After initial struggle I calmed down , found the https://www.raspberrypi.org/forums/viewtopic.php?t=186739 and author post claims his configuration works.
# ps3 eye
## Suggested by http://julius.sourceforge.jp/forum/viewtopic.php?f=9\&t=66
pcm.array {
type hw
card CameraB409241
}
pcm.array_gain {
type softvol
slave {
pcm "array"
}
control {
name "Mic Gain"
count 2
}
min_dB -10.0
max_dB 5.0
}
pcm.cap {
type plug
slave {
pcm "array_gain"
channels 4
}
route_policy sum
}
pcm.!default {
type asym
playback.pcm {
type plug
slave.pcm {
@func getenv
vars [ ALSAPCM ]
default "hw:PCH"
}
}
capture.pcm {
type plug
slave.pcm "cap"
}
}
pcm.!default {
type hw
card 2
}
ctl.!default {
type hw
card 2
}
This in turn helped me to understand how asoundrc works https://www.alsa-project.org/wiki/Asoundrc
https://www.raspberrypi.org/forums/viewtopic.php?t=186739 helpful somewhat
above link considers multiple capture devices but
pcm.array
{
type hw
card CameraB409241
format S16_LE
rate 16000
}
pcm.internal
{
type hw
card 0
}
pcm.array_gain {
type softvol
slave {
pcm "array"
}
control {
name "Mic Gain"
count 2
}
min_dB -10.0
max_dB 5.0
}
pcm.cap {
type plug
slave {
pcm "array_gain"
channels 4
}
route_policy sum
}
pcm.!default
{
type asym
playback.pcm
{
type plug
slave.pcm "usb"
}
capture.pcm
{
type plug
slave.pcm "cap"
}
}
ctl.!default
{
type asym
playback.pcm
{
type plug
slave.pcm "usb"
}
capture.pcm
{
type plug
slave.pcm "cap"
}
}
Not sure but it appears that ALSA has problem anyway
Pip install SpeechRecognition
I tried to use speech_recognition module with microphone but pyaudio has problem interfacing with alsa devices, even if they are working now on their own (from terminal sudo arecord -D plughw:1 -d 5 -c 4 -r 48000 -f S16_LE t3pore.wav )
So I gave up finally and will attempt to run recording using subprocess.popen from python and opening the file using speech_recognition.WavFile().
This may reduce capabilities, constricting the time of the recording but may work.

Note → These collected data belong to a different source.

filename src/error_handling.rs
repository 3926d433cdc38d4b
pub mod types;
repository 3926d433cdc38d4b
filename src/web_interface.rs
// Web Interface module root
pub mod routes;
pub mod types;
pub mod web_server;

pub use web_server::WebServer;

4 april 2020 – breakthrough – and change of direction ?
Finally I discovered that speech_recognition , or google tts API , doesn’t handle 4 channels in current set-up. Therefore I recorded an audio file with
sudo arecord -D plughw:1 -d 5 -c 2 -r 48000 -f S16_LE v.wav
and modified listen.py program to accept file name as a parameter.
Next step is to incorporate logic from listen.py into my main duncanStream file, so each time after seeing face he will start recording.
Prior to following I had to change ownership of the folder , because I created it as a root and each time I tried to create a file I had to sudo and python scripts failed due to lack of permissions.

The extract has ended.